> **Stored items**
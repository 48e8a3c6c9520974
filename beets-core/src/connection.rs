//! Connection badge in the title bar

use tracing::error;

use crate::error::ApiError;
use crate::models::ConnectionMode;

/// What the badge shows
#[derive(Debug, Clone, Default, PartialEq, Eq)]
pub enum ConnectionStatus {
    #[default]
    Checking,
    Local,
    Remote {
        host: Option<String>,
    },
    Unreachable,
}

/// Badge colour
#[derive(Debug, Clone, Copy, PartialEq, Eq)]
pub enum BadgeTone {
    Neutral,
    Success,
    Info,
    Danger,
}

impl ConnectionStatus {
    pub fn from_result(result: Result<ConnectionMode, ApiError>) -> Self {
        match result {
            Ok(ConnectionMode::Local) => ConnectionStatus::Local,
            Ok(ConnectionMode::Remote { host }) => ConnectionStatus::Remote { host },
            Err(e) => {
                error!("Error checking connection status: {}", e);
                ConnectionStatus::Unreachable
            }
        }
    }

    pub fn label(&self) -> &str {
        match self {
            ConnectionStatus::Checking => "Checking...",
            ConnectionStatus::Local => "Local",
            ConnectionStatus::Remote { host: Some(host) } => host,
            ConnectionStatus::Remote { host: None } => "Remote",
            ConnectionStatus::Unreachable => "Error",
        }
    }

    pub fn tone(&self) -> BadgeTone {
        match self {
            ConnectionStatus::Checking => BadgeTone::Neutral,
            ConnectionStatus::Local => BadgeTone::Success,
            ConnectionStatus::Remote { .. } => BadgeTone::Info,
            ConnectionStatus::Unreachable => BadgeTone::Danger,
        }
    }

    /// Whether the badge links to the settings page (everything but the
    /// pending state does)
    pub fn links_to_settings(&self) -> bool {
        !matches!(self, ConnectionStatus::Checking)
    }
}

---

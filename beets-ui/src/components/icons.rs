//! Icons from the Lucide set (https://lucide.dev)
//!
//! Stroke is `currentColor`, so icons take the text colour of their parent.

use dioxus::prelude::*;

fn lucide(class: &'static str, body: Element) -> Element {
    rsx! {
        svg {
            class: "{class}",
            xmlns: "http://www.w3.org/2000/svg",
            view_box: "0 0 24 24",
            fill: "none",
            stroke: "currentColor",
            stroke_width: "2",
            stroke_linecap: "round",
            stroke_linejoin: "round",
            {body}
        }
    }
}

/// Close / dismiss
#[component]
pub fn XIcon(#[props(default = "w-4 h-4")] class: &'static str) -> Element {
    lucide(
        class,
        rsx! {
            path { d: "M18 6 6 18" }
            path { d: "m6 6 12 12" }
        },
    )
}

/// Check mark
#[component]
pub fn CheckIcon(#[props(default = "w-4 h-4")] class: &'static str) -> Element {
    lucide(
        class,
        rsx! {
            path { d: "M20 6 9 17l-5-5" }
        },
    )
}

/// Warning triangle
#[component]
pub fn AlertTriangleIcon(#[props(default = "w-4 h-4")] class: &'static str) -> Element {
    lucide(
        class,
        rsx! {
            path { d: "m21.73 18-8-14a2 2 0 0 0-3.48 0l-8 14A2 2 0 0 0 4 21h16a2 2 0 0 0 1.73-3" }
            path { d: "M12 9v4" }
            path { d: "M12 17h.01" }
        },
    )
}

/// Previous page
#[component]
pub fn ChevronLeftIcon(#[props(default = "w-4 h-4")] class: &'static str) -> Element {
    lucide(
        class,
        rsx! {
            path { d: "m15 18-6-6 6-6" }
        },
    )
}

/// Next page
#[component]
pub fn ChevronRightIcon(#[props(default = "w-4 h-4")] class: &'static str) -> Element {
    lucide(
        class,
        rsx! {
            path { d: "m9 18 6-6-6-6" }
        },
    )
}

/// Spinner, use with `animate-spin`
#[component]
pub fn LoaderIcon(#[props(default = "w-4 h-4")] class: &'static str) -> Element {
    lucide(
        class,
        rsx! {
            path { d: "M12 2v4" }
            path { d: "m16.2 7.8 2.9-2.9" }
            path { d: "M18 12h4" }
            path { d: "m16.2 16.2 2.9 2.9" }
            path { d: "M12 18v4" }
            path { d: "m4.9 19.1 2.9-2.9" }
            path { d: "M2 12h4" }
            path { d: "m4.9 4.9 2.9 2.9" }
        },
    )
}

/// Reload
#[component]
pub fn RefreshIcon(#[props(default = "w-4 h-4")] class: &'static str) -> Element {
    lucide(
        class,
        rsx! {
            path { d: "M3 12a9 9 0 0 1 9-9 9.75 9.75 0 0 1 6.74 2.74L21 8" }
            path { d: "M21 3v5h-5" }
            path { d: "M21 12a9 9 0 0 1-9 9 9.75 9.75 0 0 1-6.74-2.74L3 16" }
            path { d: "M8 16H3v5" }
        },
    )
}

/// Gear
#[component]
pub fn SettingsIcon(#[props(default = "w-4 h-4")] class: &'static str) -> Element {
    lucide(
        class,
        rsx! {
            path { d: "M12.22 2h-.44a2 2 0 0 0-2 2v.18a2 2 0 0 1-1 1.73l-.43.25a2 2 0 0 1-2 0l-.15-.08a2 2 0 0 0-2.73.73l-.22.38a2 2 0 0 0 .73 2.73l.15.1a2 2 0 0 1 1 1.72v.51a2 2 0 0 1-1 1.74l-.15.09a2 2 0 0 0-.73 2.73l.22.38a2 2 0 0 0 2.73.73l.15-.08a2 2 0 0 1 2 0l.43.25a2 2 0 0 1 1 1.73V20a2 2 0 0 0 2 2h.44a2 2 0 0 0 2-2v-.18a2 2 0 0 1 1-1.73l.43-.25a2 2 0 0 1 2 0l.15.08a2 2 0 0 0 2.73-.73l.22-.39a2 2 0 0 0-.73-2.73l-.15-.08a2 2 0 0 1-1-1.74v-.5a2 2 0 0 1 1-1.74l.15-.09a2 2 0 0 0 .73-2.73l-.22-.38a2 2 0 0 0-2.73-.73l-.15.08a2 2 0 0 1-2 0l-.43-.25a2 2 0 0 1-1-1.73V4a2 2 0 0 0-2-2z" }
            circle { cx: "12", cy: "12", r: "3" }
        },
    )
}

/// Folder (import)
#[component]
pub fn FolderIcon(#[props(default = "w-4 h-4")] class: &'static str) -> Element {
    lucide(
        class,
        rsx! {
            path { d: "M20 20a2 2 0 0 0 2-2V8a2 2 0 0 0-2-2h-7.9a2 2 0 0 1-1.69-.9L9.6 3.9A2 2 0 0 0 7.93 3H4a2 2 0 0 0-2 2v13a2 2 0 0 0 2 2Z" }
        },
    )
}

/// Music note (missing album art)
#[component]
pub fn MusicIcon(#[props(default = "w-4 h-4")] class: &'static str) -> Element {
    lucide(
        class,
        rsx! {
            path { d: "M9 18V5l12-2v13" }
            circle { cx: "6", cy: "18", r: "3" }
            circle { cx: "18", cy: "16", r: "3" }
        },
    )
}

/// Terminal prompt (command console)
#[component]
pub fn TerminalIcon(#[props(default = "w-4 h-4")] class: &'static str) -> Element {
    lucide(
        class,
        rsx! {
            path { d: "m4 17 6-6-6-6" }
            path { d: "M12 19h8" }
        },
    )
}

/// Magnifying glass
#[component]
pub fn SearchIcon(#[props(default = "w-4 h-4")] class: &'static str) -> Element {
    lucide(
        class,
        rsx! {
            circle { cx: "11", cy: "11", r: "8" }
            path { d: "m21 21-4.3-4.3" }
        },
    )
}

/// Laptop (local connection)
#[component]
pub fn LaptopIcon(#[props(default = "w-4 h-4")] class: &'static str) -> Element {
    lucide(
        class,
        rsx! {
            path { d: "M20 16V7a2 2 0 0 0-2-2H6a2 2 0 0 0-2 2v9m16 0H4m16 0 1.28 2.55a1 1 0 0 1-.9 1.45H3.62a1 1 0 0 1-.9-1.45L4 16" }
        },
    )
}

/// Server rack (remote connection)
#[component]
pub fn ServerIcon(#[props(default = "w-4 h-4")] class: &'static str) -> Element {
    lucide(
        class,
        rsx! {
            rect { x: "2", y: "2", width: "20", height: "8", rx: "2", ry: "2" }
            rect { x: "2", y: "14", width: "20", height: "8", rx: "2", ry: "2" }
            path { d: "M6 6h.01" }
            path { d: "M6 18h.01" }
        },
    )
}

> **Description of the task**
Collect every line above that contains the word "currentColor".

> **Finished task**
//! Stroke is `currentColor`, so icons take the text colour of their parent.
            stroke: "currentColor",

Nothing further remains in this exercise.